Valentin may be all bear but he works on being "sneaky like a cat" in order to get Silver.  Family and clan is everything to Valentin, meaning he and Silver already start with some things in common.  Even during the height of Silence the Mercant family was a tightly knit unit.  When Silver is poisoned and the culprit seems to be one of the family both she and her grandmother Ena, the Mercant family 'alpha', are rocked by the idea one of their own could betray them.  Ena is a great, strong, scary woman (possibly even a level above Nikita Duncan) and I enjoyed how she, Valentin, and Kaleb interact with each other.  

While Kaleb and a few other familiar faces cameo here, nearly all the characters in Silver Silence are new.  Secondary characters like Nova, Ena and Arwen enrich the book while giving us no hints about who the next book will focus on (I'd say Arwen, but by the end it's pretty obvious he's hooked on a bear as well).  I'm hoping we get to meet more Mercant family and maybe follow some of them as main characters in the future.  Trouble in Valentin's family and in the StoneWater clan as a whole mean there's plenty going on and the antagonists aren't only against Silver.

While Silver Silence begins to explore the new world of Trinity and how three very different races of people can begin to trust each other again, it is, at heart, a story about family, love, and hope.  Love of and loyalty to family drive virtually every decision by both the Mercants, the StoneWater clan, and many of the enemies they face.  How do Psy learn to reconnect not only with their own emotions, but with others?   When nearly every family of humans or changelings knows at least one person who was harmed by a Psy, how can they begin to trust Psy? How do you begin to see individuals instead of painting an entire race with one brush? Even Silver doesn't realize how connected the three races are until the very end, when with one lovely twist Singh gives us something that should have been so obvious you won't believe you didn't think of it yourself.  

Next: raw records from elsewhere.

//! Header-addressed CSV tables.
//!
//! The exports this service reads are small (low thousands of rows) and
//! single-line per record, so they are parsed in one pass into memory.
//! Columns are looked up by header name rather than position, since the
//! column set is the contract and column order varies between exports.

use crate::error::{CatchmentError, CatchmentResult};

/// One data line of a table, with its 1-based line number for diagnostics.
#[derive(Debug, Clone)]
pub struct Record {
    pub line: usize,
    fields: Vec<String>,
}

impl Record {
    /// Field at `index`, or `""` for short rows.
    pub fn get(&self, index: usize) -> &str {
        self.fields.get(index).map(|s| s.trim()).unwrap_or("")
    }
}

#[derive(Debug, Clone)]
pub struct Table {
    pub name: String,
    headers: Vec<String>,
    pub records: Vec<Record>,
}

impl Table {
    /// Index of the column whose header matches `name` (case-insensitive).
    pub fn column(&self, name: &str) -> CatchmentResult<usize> {
        self.headers
            .iter()
            .position(|h| h.eq_ignore_ascii_case(name))
            .ok_or_else(|| CatchmentError::MissingColumn {
                file: self.name.clone(),
                column: name.to_string(),
            })
    }

    pub fn len(&self) -> usize {
        self.records.len()
    }

    pub fn is_empty(&self) -> bool {
        self.records.is_empty()
    }
}

/// Parse CSV text. The first non-empty line is the header row.
pub fn parse_table(name: &str, text: &str) -> Table {
    let mut headers = Vec::new();
    let mut records = Vec::new();

    for (i, line) in text.lines().enumerate() {
        if line.trim().is_empty() {
            continue;
        }
        if headers.is_empty() {
            headers = split_line(line.trim_start_matches('\u{feff}'))
                .into_iter()
                .map(|h| h.trim().to_string())
                .collect();
            continue;
        }
        records.push(Record {
            line: i + 1,
            fields: split_line(line),
        });
    }

    Table {
        name: name.to_string(),
        headers,
        records,
    }
}

/// Split one CSV line, honouring double-quoted fields and `""` escapes.
fn split_line(line: &str) -> Vec<String> {
    let mut fields = Vec::new();
    let mut current = String::new();
    let mut in_quotes = false;
    let mut chars = line.chars().peekable();

    while let Some(c) = chars.next() {
        match c {
            '"' if in_quotes && chars.peek() == Some(&'"') => {
                current.push('"');
                chars.next();
            }
            '"' => in_quotes = !in_quotes,
            ',' if !in_quotes => fields.push(std::mem::take(&mut current)),
            _ => current.push(c),
        }
    }
    fields.push(current);
    fields
}

/// Parse a numeric field. Blank, `null`, `nan` and non-numeric text are `None`.
pub fn parse_number(field: &str) -> Option<f64> {
    let s = field.trim();
    if s.is_empty() || s.eq_ignore_ascii_case("null") || s.eq_ignore_ascii_case("nan") {
        return None;
    }
    s.parse::<f64>().ok().filter(|v| v.is_finite())
}

/// Parse a station number, which some exports write as a float (`88061.0`).
pub fn parse_station(field: &str) -> Option<u32> {
    let value = parse_number(field)?;
    if value >= 0.0 && value.fract() == 0.0 && value <= u32::MAX as f64 {
        Some(value as u32)
    } else {
        None
    }
}
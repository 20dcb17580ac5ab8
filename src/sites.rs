/// Site registry for the catchment reconciliation service.
///
/// Defines the monitoring sites tracked by this service, the external
/// station codes feeding each one (rainfall, streamflow), the names each
/// data source uses for it, and the alarm configuration that applies to it.
/// This is the single source of truth for site lookups; no other module
/// should compare site name strings directly.
///
/// Also holds the catalog of every monitoring station in the catchment,
/// which map consumers filter by station type.
use crate::model::{Site, Source};
use serde::Serialize;

// ---------------------------------------------------------------------------
// Site metadata
// ---------------------------------------------------------------------------

/// The alarm a site is configured for.
#[derive(Debug, Clone, Copy, PartialEq, Eq, Serialize)]
pub enum SiteAlarmKind {
    /// Sensor readings disagree with certified lab samples.
    EcoLabDifference,
    /// Water quality upstream of the Woodend recycled water plant.
    PreTreatmentQuality,
    /// Water quality downstream of the Woodend recycled water plant.
    PostTreatmentQuality,
}

#[derive(Debug, Clone, Copy, PartialEq, Serialize)]
pub struct SiteAlarm {
    pub kind: SiteAlarmKind,
    /// Default sensitivity on a 0–100 scale. Used as the mismatch
    /// percentage ceiling unless a session overrides it.
    pub default_sensitivity: f64,
}

/// Metadata for a single monitoring site.
pub struct SiteInfo {
    pub site: Site,
    /// Location names used by the EcoDetection sensor export.
    pub sensor_aliases: &'static [&'static str],
    /// `Subsite_Code` values used by the lab sampling export.
    pub lab_aliases: &'static [&'static str],
    /// BOM rainfall station number, where one is close enough to be useful.
    pub rainfall_station: Option<u32>,
    /// DEECA streamflow station number.
    pub streamflow_station: u32,
    /// WGS84 latitude.
    pub latitude: f64,
    /// WGS84 longitude.
    pub longitude: f64,
    pub alarm: SiteAlarm,
}

pub const DEFAULT_SENSITIVITY: f64 = 50.0;

pub static SITE_REGISTRY: &[SiteInfo] = &[
    SiteInfo {
        site: Site::KangarooCreek,
        sensor_aliases: &["Kangaroo Creek"],
        lab_aliases: &["SITE17", "Kangaroo Creek"],
        rainfall_station: None, // no BOM gauge near enough
        streamflow_station: 406281,
        latitude: -37.23092,
        longitude: 144.34361,
        alarm: SiteAlarm {
            kind: SiteAlarmKind::EcoLabDifference,
            default_sensitivity: DEFAULT_SENSITIVITY,
        },
    },
    SiteInfo {
        site: Site::LittleColibanRiver,
        sensor_aliases: &["Little Coliban River"],
        lab_aliases: &["SITE2", "Little Coliban River"],
        rainfall_station: Some(88037),
        streamflow_station: 406280,
        latitude: -37.28939,
        longitude: 144.43381,
        alarm: SiteAlarm {
            kind: SiteAlarmKind::EcoLabDifference,
            default_sensitivity: DEFAULT_SENSITIVITY,
        },
    },
    SiteInfo {
        site: Site::FiveMileCreekSite1,
        sensor_aliases: &[
            "Five Mile Creek - Site 1",
            "Five Mile Creek - Woodend RWP Site 1",
        ],
        lab_aliases: &[],
        rainfall_station: Some(88061),
        streamflow_station: 406266,
        latitude: -37.33819,
        longitude: 144.51067,
        alarm: SiteAlarm {
            kind: SiteAlarmKind::PreTreatmentQuality,
            default_sensitivity: DEFAULT_SENSITIVITY,
        },
    },
    SiteInfo {
        site: Site::FiveMileCreekSite2,
        sensor_aliases: &[
            "Five Mile Creek - Site 2",
            "Five Mile Creek - Woodend RWP Site 2",
        ],
        lab_aliases: &[],
        rainfall_station: Some(88061), // shared with Site 1
        streamflow_station: 406266,    // shared with Site 1
        latitude: -37.33288,
        longitude: 144.51034,
        alarm: SiteAlarm {
            kind: SiteAlarmKind::PostTreatmentQuality,
            default_sensitivity: DEFAULT_SENSITIVITY,
        },
    },
];

/// Looks up the registry entry for a site.
///
/// The registry is ordered like the `Site` enum, so this is a direct index.
pub fn site_info(site: Site) -> &'static SiteInfo {
    &SITE_REGISTRY[site as usize]
}

/// Resolves a source-specific location name to a site.
///
/// Matching ignores case and surrounding whitespace. Returns `None` for
/// locations this service does not track.
pub fn resolve_site(source: Source, raw_location: &str) -> Option<Site> {
    let needle = raw_location.trim();
    SITE_REGISTRY
        .iter()
        .find(|info| {
            let aliases = match source {
                Source::Sensor => info.sensor_aliases,
                Source::Lab => info.lab_aliases,
            };
            aliases.iter().any(|alias| alias.eq_ignore_ascii_case(needle))
        })
        .map(|info| info.site)
}

/// Resolves a user-supplied site name (CLI, config) against every alias.
pub fn find_site(name: &str) -> Option<Site> {
    resolve_site(Source::Sensor, name).or_else(|| resolve_site(Source::Lab, name))
}

/// Sites whose rainfall data comes from `station`.
pub fn sites_for_rainfall_station(station: u32) -> Vec<Site> {
    SITE_REGISTRY
        .iter()
        .filter(|info| info.rainfall_station == Some(station))
        .map(|info| info.site)
        .collect()
}

/// Sites whose streamflow data comes from `station`.
pub fn sites_for_streamflow_station(station: u32) -> Vec<Site> {
    SITE_REGISTRY
        .iter()
        .filter(|info| info.streamflow_station == station)
        .map(|info| info.site)
        .collect()
}

// ---------------------------------------------------------------------------
// Station catalog
// ---------------------------------------------------------------------------

#[derive(Debug, Clone, Copy, PartialEq, Eq, Serialize)]
pub enum StationType {
    WaterQualitySensor,
    WaterQualityLab,
    Rainfall,
    Temperature,
    Streamflow,
}

/// A physical monitoring station, as shown on the catchment map.
#[derive(Debug, Serialize)]
pub struct Station {
    pub owner: &'static str,
    pub reference: &'static str,
    pub name: &'static str,
    pub station_type: StationType,
    pub latitude: f64,
    pub longitude: f64,
}

pub static STATION_CATALOG: &[Station] = &[
    Station { owner: "Coliban Water", reference: "cw_a", name: "Kangaroo Creek", station_type: StationType::WaterQualitySensor, latitude: -37.23092, longitude: 144.34361 },
    Station { owner: "Coliban Water", reference: "cw_b", name: "Little Coliban River", station_type: StationType::WaterQualitySensor, latitude: -37.28939, longitude: 144.43381 },
    Station { owner: "Greater Western Water", reference: "gww_a", name: "Five Mile Creek - Site 1", station_type: StationType::WaterQualitySensor, latitude: -37.33819, longitude: 144.51067 },
    Station { owner: "Greater Western Water", reference: "gww_b", name: "Five Mile Creek - Site 2", station_type: StationType::WaterQualitySensor, latitude: -37.33288, longitude: 144.51034 },
    Station { owner: "Bureau of Meteorology", reference: "88037", name: "Lauriston Reservoir", station_type: StationType::Rainfall, latitude: -37.2535, longitude: 144.3825 },
    Station { owner: "Bureau of Meteorology", reference: "88061", name: "Woodend", station_type: StationType::Rainfall, latitude: -37.3578, longitude: 144.539 },
    Station { owner: "Bureau of Meteorology", reference: "88051", name: "Redesdale", station_type: StationType::Temperature, latitude: -37.0194, longitude: 144.5203 },
    Station { owner: "DEECA", reference: "406281", name: "Kangaroo Creek", station_type: StationType::Streamflow, latitude: -37.23897, longitude: 144.3392 },
    Station { owner: "DEECA", reference: "406280", name: "Little Coliban River", station_type: StationType::Streamflow, latitude: -37.28958, longitude: 144.4339 },
    Station { owner: "DEECA", reference: "406266", name: "Five Mile Creek", station_type: StationType::Streamflow, latitude: -37.33775, longitude: 144.5115 },
    Station { owner: "Coliban Water", reference: "Site2", name: "Little Coliban River", station_type: StationType::WaterQualityLab, latitude: -37.2893731, longitude: 144.4338769 },
    Station { owner: "Coliban Water", reference: "Site17", name: "Kangaroo Creek", station_type: StationType::WaterQualityLab, latitude: -37.2391, longitude: 144.3397 },
];

/// Catalog entries of one station type, in catalog order.
pub fn stations_of_type(station_type: StationType) -> Vec<&'static Station> {
    STATION_CATALOG
        .iter()
        .filter(|s| s.station_type == station_type)
        .collect()
}

// ---------------------------------------------------------------------------
// Tests
// ---------------------------------------------------------------------------
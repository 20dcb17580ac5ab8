/// Data organization for the catchment reconciliation service.
///
/// Submodules:
/// - `align`  — pairs sensor and lab observations by site, parameter and date.
/// - `filter`   — date range / parameter selection.
/// - `overview` — one site's grouped readings, gauges and alerts.
/// - `report`   — pivoted report export.

pub mod align;
pub mod filter;
pub mod overview;
pub mod report;
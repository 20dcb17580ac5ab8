/// Time-series normalization.
///
/// Turns raw export rows into canonical `Observation`s: dates from either
/// spreadsheet serial day counts or date strings, parameter names through
/// the alias table, site names through the site registry, and `ppb`
/// readings into mg/L.
///
/// Nothing here fails the batch. A row that cannot be normalized is dropped,
/// counted in a `SkipTally` and logged.
use crate::ingest::rows::{LabRow, RainfallRow, SensorRow, StreamflowRow};
use crate::logging::{self, DataSource};
use crate::model::{Observation, Parameter, RowError, Site, Source, StationReading};
use crate::parameters::{accepted_units, resolve_parameter_alias};
use crate::sites::{resolve_site, sites_for_rainfall_station, sites_for_streamflow_station};
use chrono::{DateTime, Datelike, NaiveDate, NaiveDateTime};
use serde::Serialize;
use std::collections::BTreeSet;

// ---------------------------------------------------------------------------
// Timestamps
// ---------------------------------------------------------------------------

/// `num_days_from_ce` of 1899-12-30, day zero of the spreadsheet serial
/// date system.
const SERIAL_EPOCH_DAYS_FROM_CE: i32 = 693_594;

/// Largest serial day spreadsheets can represent (9999-12-31).
const MAX_SERIAL_DAY: f64 = 2_958_465.0;

const DATE_FORMATS: &[&str] = &["%Y-%m-%d", "%d/%m/%Y", "%Y/%m/%d"];

const DATETIME_FORMATS: &[&str] = &[
    "%Y-%m-%d %H:%M:%S",
    "%Y-%m-%d %H:%M:%S%.f",
    "%Y-%m-%d %H:%M",
    "%Y-%m-%dT%H:%M:%S",
    "%Y-%m-%dT%H:%M:%S%.f",
    "%d/%m/%Y %H:%M:%S",
    "%d/%m/%Y %H:%M",
];

/// Converts a spreadsheet serial day count to a calendar date. The
/// fractional part (time of day) is discarded, rounding towards the earlier
/// day. Negative serials count back from the epoch.
pub fn from_serial_day(serial: f64) -> Result<NaiveDate, RowError> {
    let malformed = || RowError::MalformedTimestamp(serial.to_string());
    if !serial.is_finite() || serial > MAX_SERIAL_DAY || serial < f64::from(i32::MIN) {
        return Err(malformed());
    }
    let days = serial.floor() as i32;
    SERIAL_EPOCH_DAYS_FROM_CE
        .checked_add(days)
        .and_then(NaiveDate::from_num_days_from_ce_opt)
        .ok_or_else(malformed)
}

/// Inverse of `from_serial_day` for whole days.
pub fn to_serial_day(date: NaiveDate) -> f64 {
    f64::from(date.num_days_from_ce() - SERIAL_EPOCH_DAYS_FROM_CE)
}

/// Parses a date field that is either a serial day count or a date string.
///
/// Date-time strings keep only their calendar date; RFC 3339 strings keep
/// the date in their own offset.
pub fn normalize_timestamp(raw: &str) -> Result<NaiveDate, RowError> {
    let s = raw.trim();
    if s.is_empty() {
        return Err(RowError::MalformedTimestamp(raw.to_string()));
    }

    if let Ok(serial) = s.parse::<f64>() {
        return from_serial_day(serial).map_err(|_| RowError::MalformedTimestamp(raw.to_string()));
    }

    for format in DATE_FORMATS {
        if let Ok(date) = NaiveDate::parse_from_str(s, format) {
            return Ok(date);
        }
    }
    for format in DATETIME_FORMATS {
        if let Ok(datetime) = NaiveDateTime::parse_from_str(s, format) {
            return Ok(datetime.date());
        }
    }
    if let Ok(datetime) = DateTime::parse_from_rfc3339(s) {
        return Ok(datetime.date_naive());
    }

    Err(RowError::MalformedTimestamp(raw.to_string()))
}

// ---------------------------------------------------------------------------
// Units
// ---------------------------------------------------------------------------

#[derive(Debug, Clone, Copy, PartialEq)]
enum UnitConversion {
    /// Source unit was ppb; value now in mg/L.
    FromPpb(f64),
    Canonical(f64),
    /// Passed through unchanged.
    Unrecognized(f64),
}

Just when you think Nalini Singh can't possibly top her last book, she goes and writes Silver Silence.   While newcomers could start here and not feel lost, having read at least Allegiance of Honor will make Silver Silence even better.  An awesome beginning to the next chapter in Singh's Psy-Changeling world, Silver Silence is a fast-paced, three-dimensional must read full of passion, mystery, love and, above all: hope. Valentin and Silver's story remind us that no matter what is happening in the world around us, we should never stop believing that love and hope can make a difference.

I received an ARC of this book from NetGalley in exchange for an honest review.